Estas condiciones laborales y de penuria dieron origen en la Gran Bretaña a la solicitud de los trabajadores de conseguir mejoras en sus condiciones de trabajo, nacimiento de estructuras denominadas Trade Unions, organismos precursores de los sindicatos que promovían medidas de protesta como huelgas o colectas de firmas. También fue significativo el surgimiento del cartismo, movimiento que demandaba reformas democráticas tales como el sufragio universal o legislaciones más protectoras con la clase trabajadora. 

Estos hechos marcaron el nacimiento del movimiento obrero, que se fue expandiendo por Europa hasta la creación en 1864 de la Asociación Internacional de los Trabajadores (Primera Internacional), la cual agrupaba los crecientes movimientos obreros de todos los países. 

¿Cómo se conceptúan estas categorías en la época actual?

Aun corriendo el riesgo de parecer simplista, se pueden ver como dos formas de comprender la sociedad: un componente versus un organismo; planificación centralizada versus iniciativa privada, y, lo más controversial: igualdad frente a libertad. Al respecto hay varios trabajos muy interesantes.

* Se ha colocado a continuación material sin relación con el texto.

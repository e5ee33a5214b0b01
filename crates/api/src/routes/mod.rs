pub mod category;
pub mod health;
pub mod product;

use axum::Router;

use crate::state::AppState;

/// Build the `/api/v1` route tree.
///
/// Route hierarchy:
///
/// ```text
/// /products                    list, create
/// /products/{id}               get, update, delete
/// /products/enable/{id}        enable (PATCH)
/// /products/disable/{id}       disable (PATCH)
/// /products/category/{id}      products of one category
///
/// /categories                  list, create
/// /categories/{id}             get, update, delete
/// /categories/enable/{id}      enable (PATCH)
/// /categories/disable/{id}     disable (PATCH)
/// ```
pub fn api_routes() -> Router<AppState> {
    Router::new()
        .nest("/products", product::router())
        .nest("/categories", category::router())
}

La izquierda ve la sociedad como una pieza integrante de un conjunto, y, en consecuencia, se puede construir y deconstruir, tal como hacemos cuando jugamos con piezas para armar. 

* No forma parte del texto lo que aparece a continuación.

//! Handlers for the `/products` resource.

use axum::extract::State;
use axum::http::StatusCode;
use axum::Json;
use catalog_core::catalog::{validate_description, validate_name, validate_price, validate_stock};
use catalog_core::error::CoreError;
use catalog_core::types::DbId;
use catalog_db::models::product::{CreateProduct, Product, UpdateProduct};
use catalog_db::repositories::{CategoryRepo, ProductRepo};

use crate::error::{AppError, AppResult};
use crate::extract::{AppJson, AppPath};
use crate::response::ApiResponse;
use crate::state::AppState;

// ---------------------------------------------------------------------------
// Validation helpers
// ---------------------------------------------------------------------------

fn validate_create(input: &CreateProduct) -> Result<(), AppError> {
    validate_name(&input.name).map_err(invalid)?;
    validate_optional(input.description.as_deref(), input.price, input.stock)
}

fn validate_update(input: &UpdateProduct) -> Result<(), AppError> {
    if let Some(name) = &input.name {
        validate_name(name).map_err(invalid)?;
    }
    let description = input.description.as_ref().and_then(|d| d.as_deref());
    validate_optional(description, input.price, input.stock)
}

fn validate_optional(
    description: Option<&str>,
    price: Option<f64>,
    stock: Option<i32>,
) -> Result<(), AppError> {
    if let Some(description) = description {
        validate_description(description).map_err(invalid)?;
    }
    if let Some(price) = price {
        validate_price(price).map_err(invalid)?;
    }
    if let Some(stock) = stock {
        validate_stock(stock).map_err(invalid)?;
    }
    Ok(())
}

fn invalid(msg: String) -> AppError {
    AppError::Core(CoreError::Validation(msg))
}

fn not_found(id: DbId) -> AppError {
    AppError::Core(CoreError::NotFound {
        entity: "Product",
        id,
    })
}

// ---------------------------------------------------------------------------
// Handlers
// ---------------------------------------------------------------------------

/// GET /api/v1/products
pub async fn list(State(state): State<AppState>) -> AppResult<Json<ApiResponse<Vec<Product>>>> {
    let products = ProductRepo::list(&state.pool).await?;
    Ok(Json(ApiResponse::ok("Products obtained successfully", products)))
}

/// GET /api/v1/products/{id}
pub async fn get_by_id(
    State(state): State<AppState>,
    AppPath(id): AppPath<DbId>,
) -> AppResult<Json<ApiResponse<Product>>> {
    let product = ProductRepo::find_by_id(&state.pool, id)
        .await?
        .ok_or_else(|| not_found(id))?;
    Ok(Json(ApiResponse::ok("Product obtained successfully", product)))
}

/// POST /api/v1/products
pub async fn create(
    State(state): State<AppState>,
    AppJson(input): AppJson<CreateProduct>,
) -> AppResult<(StatusCode, Json<ApiResponse<Product>>)> {
    validate_create(&input)?;
    let product = ProductRepo::create(&state.pool, &input).await?;

    tracing::info!(
        product_id = product.id,
        category_id = ?product.category_id,
        "Product created",
    );

    Ok((
        StatusCode::CREATED,
        Json(ApiResponse::ok("Product created successfully", product)),
    ))
}

/// GET /api/v1/products/category/{id}
///
/// List the products of one category. 404 when the category itself is missing;
/// an existing category with no products yields an empty list.
pub async fn list_by_category(
    State(state): State<AppState>,
    AppPath(category_id): AppPath<DbId>,
) -> AppResult<Json<ApiResponse<Vec<Product>>>> {
    let category = CategoryRepo::find_with_products(&state.pool, category_id)
        .await?
        .ok_or(AppError::Core(CoreError::NotFound {
            entity: "Category",
            id: category_id,
        }))?;
    Ok(Json(ApiResponse::ok(
        "Products obtained successfully",
        category.products,
    )))
}

/// PUT /api/v1/products/{id}
///
/// Partial update: only fields present in the body are changed.
pub async fn update(
    State(state): State<AppState>,
    AppPath(id): AppPath<DbId>,
    AppJson(input): AppJson<UpdateProduct>,
) -> AppResult<Json<ApiResponse<Product>>> {
    validate_update(&input)?;
    let product = ProductRepo::update(&state.pool, id, &input)
        .await?
        .ok_or_else(|| not_found(id))?;

    tracing::info!(
        product_id = id,
        category_id = ?product.category_id,
        "Product updated",
    );

    Ok(Json(ApiResponse::ok("Updated successfully", product)))
}

/// PATCH /api/v1/products/enable/{id}
pub async fn enable(
    State(state): State<AppState>,
    AppPath(id): AppPath<DbId>,
) -> AppResult<Json<ApiResponse<Product>>> {
    let product = ProductRepo::set_active(&state.pool, id, true)
        .await?
        .ok_or_else(|| not_found(id))?;

    tracing::info!(product_id = id, "Product enabled");

    Ok(Json(ApiResponse::ok("Product enabled successfully", product)))
}

/// PATCH /api/v1/products/disable/{id}
pub async fn disable(
    State(state): State<AppState>,
    AppPath(id): AppPath<DbId>,
) -> AppResult<Json<ApiResponse<Product>>> {
    let product = ProductRepo::set_active(&state.pool, id, false)
        .await?
        .ok_or_else(|| not_found(id))?;

    tracing::info!(product_id = id, "Product disabled");

    Ok(Json(ApiResponse::ok("Product disabled successfully", product)))
}

/// DELETE /api/v1/products/{id}
pub async fn delete(
    State(state): State<AppState>,
    AppPath(id): AppPath<DbId>,
) -> AppResult<Json<ApiResponse<()>>> {
    if !ProductRepo::delete(&state.pool, id).await? {
        return Err(not_found(id));
    }

    tracing::info!(product_id = id, "Product deleted");

    Ok(Json(ApiResponse::message_only("Deleted successfully")))
}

Esa maleabilidad admite confeccionar proyectos sociales cuasi perfectos; poder ejecutarlos plantea, al menos, dos modos: por la vía pacífica —reformas— o por la revolución violenta. 

Por su parte, la derecha concibe la sociedad como un organismo. En consecuencia, si se arma y se desarma, se termina cercenándolo, incluso, matándolo. Esta noción limita de manera muy estrecha a las posibilidades de proyección social.

Con el uso de un lenguaje sesgado, se caracteriza a ambas categorías, no solo con un fuerte carácter maniqueo, sino que a la izquierda la califican como de pensamientos avanzados, contrapuesta a un carácter retrógrado de la derecha. O, al revés. 

Al analizar la relación entre la persona y la sociedad es obvio que se saltan a la vista dos características: una, se prima el conjunto social y con ello se somete a la persona al «todo»; o, en cambio, se consideran como primordiales a las personas y deducir que la sociedad se encuentra a su servicio. La primera posición es de «izquierda». Luego, se acepta concebir al ser humano definido por el «medio social». Conseguir una renovada humanidad alcanzaría con maniobrar convenientemente las organizaciones sociales. Para la izquierda, el valor político por excelencia es la igualdad o, muy vinculada con ella, la solidaridad.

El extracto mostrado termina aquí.